Lui ride -Scusa, non ce n'eravamo davvero accorti. Ce ne andiamo subito.
Poi prende una banconota da venti e gliela porge suppongo per pagare il contenuto del bicchiere vuoto.

Il cameriere va a fare lo scontrino, lui si alza e di riflesso anche io.
Mi sta involontariamente coinvolgendo nei suoi modi sicuri.
Passa davanti la cassa dove il ragazzo smanetta per raccogliere velocemente il resto, ma lui saluta allegramente
-Arrivederci!

-Aspetti -Fa il cameriere -Lo scontrino e il resto.

-Ah giusto! - ritorna indietro.
Quello gli passa la ricevuta fiscale su cui è battuta solo una voce al prezzo 6€.

-Ed ecco il resto.-Conclude il ragazzo visibilmente stanco.

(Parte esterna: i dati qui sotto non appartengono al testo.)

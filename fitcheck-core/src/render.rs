use once_cell::sync::Lazy;
use regex::Regex;

static REPEATED_BREAKS_RE: Lazy<Regex> =
    Lazy::new(|| Regex::new(r"(?i)(?:<br\s*/?>\s*){2,}").expect("valid line break regex"));

static HEADING_OPEN_RE: Lazy<Regex> =
    Lazy::new(|| Regex::new(r"(?i)<h([0-9])>").expect("valid heading regex"));

const HEADING_STYLE: &str = "margin-bottom: 0px;";

/// Tidy webhook HTML for display. The result is still raw markup and is not
/// sanitized.
pub fn format_response(html: &str) -> String {
    let collapsed = collapse_line_breaks(html);
    space_headings(&collapsed)
}

/// Replace every run of two or more `<br>` tags (and the whitespace around
/// them) with a single `<br>`.
pub fn collapse_line_breaks(html: &str) -> String {
    REPEATED_BREAKS_RE.replace_all(html, "<br>").into_owned()
}

/// Rewrite `<hN>text</hN>` as `<hN style="margin-bottom: 0px;">text</hN>`.
///
/// The closing tag must be the nearest one of the same level and the text may
/// not span a line terminator. Scanning resumes after each rewritten heading.
pub fn space_headings(html: &str) -> String {
    let mut out = String::with_capacity(html.len());
    let mut copied_to = 0;
    let mut search_from = 0;

    while let Some(caps) = HEADING_OPEN_RE.captures_at(html, search_from) {
        let (Some(open), Some(level)) = (caps.get(0), caps.get(1)) else {
            break;
        };
        let level = level.as_str();

        let text_start = open.end();
        let Some(text_len) = find_closing_tag(&html[text_start..], level) else {
            search_from = open.end();
            continue;
        };
        let text = &html[text_start..text_start + text_len];
        let close_end = text_start + text_len + closing_tag_len();

        out.push_str(&html[copied_to..open.start()]);
        out.push_str(&format!(
            r#"<h{level} style="{HEADING_STYLE}">{text}</h{level}>"#
        ));
        copied_to = close_end;
        search_from = close_end;
    }

    out.push_str(&html[copied_to..]);
    out
}

fn closing_tag_len() -> usize {
    "</h0>".len()
}

/// Offset of the first `</hN>` in `rest` that comes before any line terminator.
fn find_closing_tag(rest: &str, level: &str) -> Option<usize> {
    let line_end = rest
        .find(['\n', '\r', '\u{2028}', '\u{2029}'])
        .unwrap_or(rest.len());
    let line = rest[..line_end].to_ascii_lowercase();
    line.find(&format!("</h{}>", level))
}

#[cfg(test)]
mod tests {
    use super::*;

    #[test]
    fn test_three_breaks_collapse_to_one() {
        assert_eq!(collapse_line_breaks("a<br><br><br>b"), "a<br>b");
    }

    #[test]
    fn test_break_variants_and_whitespace() {
        assert_eq!(
            collapse_line_breaks("a<BR/>\n  <br />\n<br>\nb"),
            "a<br>b"
        );
    }

    #[test]
    fn test_single_break_untouched() {
        assert_eq!(collapse_line_breaks("a<br/>b<br>c"), "a<br/>b<br>c");
    }

    #[test]
    fn test_heading_gets_spacing() {
        assert_eq!(
            space_headings("<h2>Title</h2>"),
            r#"<h2 style="margin-bottom: 0px;">Title</h2>"#
        );
    }

    #[test]
    fn test_heading_case_insensitive_lowercases_tag() {
        assert_eq!(
            space_headings("<H3>Fit</h3>"),
            r#"<h3 style="margin-bottom: 0px;">Fit</h3>"#
        );
    }

    #[test]
    fn test_mismatched_levels_skip_to_matching_close() {
        assert_eq!(
            space_headings("<h2>a</h3>b</h2>"),
            r#"<h2 style="margin-bottom: 0px;">a</h3>b</h2>"#
        );
        assert_eq!(space_headings("<h2>a</h3>"), "<h2>a</h3>");
    }

    #[test]
    fn test_heading_text_cannot_span_lines() {
        assert_eq!(space_headings("<h1>a\nb</h1>"), "<h1>a\nb</h1>");
    }

    #[test]
    fn test_headings_with_attributes_untouched() {
        let html = r#"<h2 class="x">Title</h2>"#;
        assert_eq!(space_headings(html), html);
    }

    #[test]
    fn test_nested_heading_left_alone() {
        assert_eq!(
            space_headings("<h2><h3>x</h3></h2>"),
            r#"<h2 style="margin-bottom: 0px;"><h3>x</h3></h2>"#
        );
    }

    #[test]
    fn test_multiple_headings_and_surrounding_text() {
        assert_eq!(
            space_headings("<p>intro</p><h1>A</h1><p>mid</p><h4>B</h4>end"),
            concat!(
                "<p>intro</p>",
                r#"<h1 style="margin-bottom: 0px;">A</h1>"#,
                "<p>mid</p>",
                r#"<h4 style="margin-bottom: 0px;">B</h4>"#,
                "end"
            )
        );
    }

    #[test]
    fn test_format_response_applies_both_rewrites() {
        let raw = "<h2>Verdict</h2><br><br><br><p>Strong fit</p>";
        assert_eq!(
            format_response(raw),
            r#"<h2 style="margin-bottom: 0px;">Verdict</h2><br><p>Strong fit</p>"#
        );
    }

    #[test]
    fn test_markup_is_not_sanitized() {
        let raw = "<script>alert(1)</script>";
        assert_eq!(format_response(raw), raw);
    }
}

-Tienilo tu. Buona giornata. O meglio, buona dormita.

Quello ride -Grazie.

Usciamo fuori e il sole ancora non è alto in cielo ma già rischiara l'ambiente.

-Sta albeggiando -Dico.

-Meglio.-Dice -Così ho una scusa per offrirti la colazione senza doverti chiedere un appuntamento. - ridiamo entrambi.

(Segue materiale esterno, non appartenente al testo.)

impl App {
    pub fn new(assessor: Assessor) -> Self {
        let (events_tx, events_rx) = create_event_channel();
        Self {
            form: FormState::new(),
            focus: Focus::FundLink,
            cursor_position: 0,
            button_hovered: false,
            notice: None,
            scroll_offset: 0,
            should_quit: false,
            areas: HitAreas::default(),
            assessor,
            events_tx,
            events_rx,
        }
    }

    pub fn form(&self) -> &FormState {
        &self.form
    }

    pub fn notice(&self) -> Option<&str> {
        self.notice.as_deref()
    }

    pub fn should_quit(&self) -> bool {
        self.should_quit
    }

    /// The button only shows its hover colour while it can be pressed
    pub fn button_highlighted(&self) -> bool {
        !self.form.is_in_flight() && (self.button_hovered || self.focus == Focus::Submit)
    }

    /// Apply everything the running submission has reported so far
    pub fn process_events(&mut self) {
        while let Ok(event) = self.events_rx.try_recv() {
            self.form.apply(event);
        }
    }

    fn focused_field(&mut self) -> Option<&mut String> {
        match self.focus {
            Focus::FundLink => Some(&mut self.form.fund_link),
            Focus::CompanyLink => Some(&mut self.form.company_link),
            Focus::Submit => None,
        }
    }

    fn set_focus(&mut self, focus: Focus) {
        self.focus = focus;
        self.cursor_position = self.focused_field().map_or(0, |field| field.chars().count());
    }

    pub fn submit(&mut self) {
        match self.form.begin_submit() {
            Ok(request) => {
                self.notice = None;
                self.scroll_offset = 0;
                spawn_submission(self.assessor.clone(), request, self.events_tx.clone());
            }
            Err(rejected) => {
                self.notice = Some(rejected.message().to_string());
            }
        }
    }

    /// Write the formatted assessment into `dir` and return the file path
    pub fn save_response(&self, dir: &Path) -> Result<PathBuf> {
        let Some(body) = self.form.response_body() else {
            anyhow::bail!("Nothing to save yet");
        };
        let file_name = format!(
            "fitcheck-assessment-{}.html",
            chrono::Local::now().format("%Y%m%d-%H%M%S")
        );
        let path = dir.join(file_name);
        fs::write(&path, format_response(body))?;
        Ok(path)
    }

    pub fn handle_key(&mut self, key: KeyEvent) {
        // Only process KeyPress events, ignore KeyRelease
        if key.kind != KeyEventKind::Press {
            return;
        }

        if key.modifiers.contains(KeyModifiers::CONTROL) {
            match key.code {
                KeyCode::Char('c') => self.should_quit = true,
                KeyCode::Char('s') => {
                    self.notice = Some(match self.save_response(Path::new(".")) {
                        Ok(path) => format!("Saved to {}", path.display()),
                        Err(e) => e.to_string(),
                    });
                }
                _ => {}
            }
            return;
        }

        match key.code {
            KeyCode::Esc => self.should_quit = true,
            KeyCode::Tab | KeyCode::Down => self.set_focus(self.focus.next()),
            KeyCode::BackTab | KeyCode::Up => self.set_focus(self.focus.previous()),
            KeyCode::Enter => self.submit(),
            KeyCode::PageUp => self.scroll_offset = self.scroll_offset.saturating_sub(10),
            KeyCode::PageDown => self.scroll_offset = self.scroll_offset.saturating_add(10),
            KeyCode::Char(c) => {
                let cursor = self.cursor_position;
                if let Some(field) = self.focused_field() {
                    let at = byte_offset(field, cursor);
                    field.insert(at, c);
                    self.cursor_position += 1;
                }
            }
            KeyCode::Backspace => {
                let cursor = self.cursor_position;
                if cursor > 0
                    && let Some(field) = self.focused_field()
                {
                    let at = byte_offset(field, cursor - 1);
                    field.remove(at);
                    self.cursor_position -= 1;
                }
            }
            KeyCode::Delete => {
                let cursor = self.cursor_position;
                if let Some(field) = self.focused_field()
                    && cursor < field.chars().count()
                {
                    let at = byte_offset(field, cursor);
                    field.remove(at);
                }
            }
            KeyCode::Left => self.cursor_position = self.cursor_position.saturating_sub(1),
            KeyCode::Right => {
                let cursor = self.cursor_position;
                let len = self.focused_field().map_or(0, |field| field.chars().count());
                self.cursor_position = (cursor + 1).min(len);
            }
            KeyCode::Home => self.cursor_position = 0,
            KeyCode::End => {
                self.cursor_position = self.focused_field().map_or(0, |field| field.chars().count());
            }
            _ => {}
        }
    }

    pub fn handle_mouse(&mut self, mouse: MouseEvent) {
        let position = Position::new(mouse.column, mouse.row);
        match mouse.kind {
            MouseEventKind::Moved => {
                self.button_hovered = self.areas.button.contains(position);
            }
            MouseEventKind::Down(MouseButton::Left) => {
                if self.areas.button.contains(position) {
                    self.submit();
                } else if self.areas.fund_link.contains(position) {
                    self.set_focus(Focus::FundLink);
                } else if self.areas.company_link.contains(position) {
                    self.set_focus(Focus::CompanyLink);
                }
            }
            MouseEventKind::ScrollUp => self.scroll_offset = self.scroll_offset.saturating_sub(1),
            MouseEventKind::ScrollDown => self.scroll_offset = self.scroll_offset.saturating_add(1),
            _ => {}
        }
    }
}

-Chi ti dice che accetterei? Non so nemmeno il tuo nome.

-Hai ragione -Dice corrugando la fronte. -Ti giuro che non è colpa di mia madre. Lei l'educazione me l'ha insegnata.-Mi porge la mano.-Ignazio.

Ed ecco che tutto torna. Mi rinviene un articolo col suo nome.
Però rido come se nulla fosse -Più siciliano di così non si può. Hai anche il nome siculo oltre ai baffi e l'accento. Io mi chiamo Amelia.

-Il tuo invece non è siciliano per niente. Neanche tu lo sembri. Pelle chiara, occhi azzurri, nessun accento.

-Eppure mi hai smascherata subito.
ride -Che c'entra! io ho il radar.

-Aah adesso si spiega tutto.

ride -Posso chiederti una cosa?

-Si.

Mi guarda -Tu lo sai chi sono?

Ricambio il suo sguardo sereno
-Immagino di si. Mi ricordavi qualcuno. E adesso che hai detto il tuo nome mi è tornato in mente il gruppo per cui la mia compagna stronze è fissata. Mi sbaglio?

Scuote leggermente la testa con mezzo sorriso -No. Perché non me lo hai chiesto se avevi il dubbio?

-Perché avrei dovuto essere invadente? Due chiacchiere tra sconosciuti non sono un pretesto per indagare su chi sei o non sei, no? E obbiettivamente non sono il tipo che chiede foto alla gente solo per pubblicarle. E poi non offenderti, ma non sono esattamente una vostra seguace.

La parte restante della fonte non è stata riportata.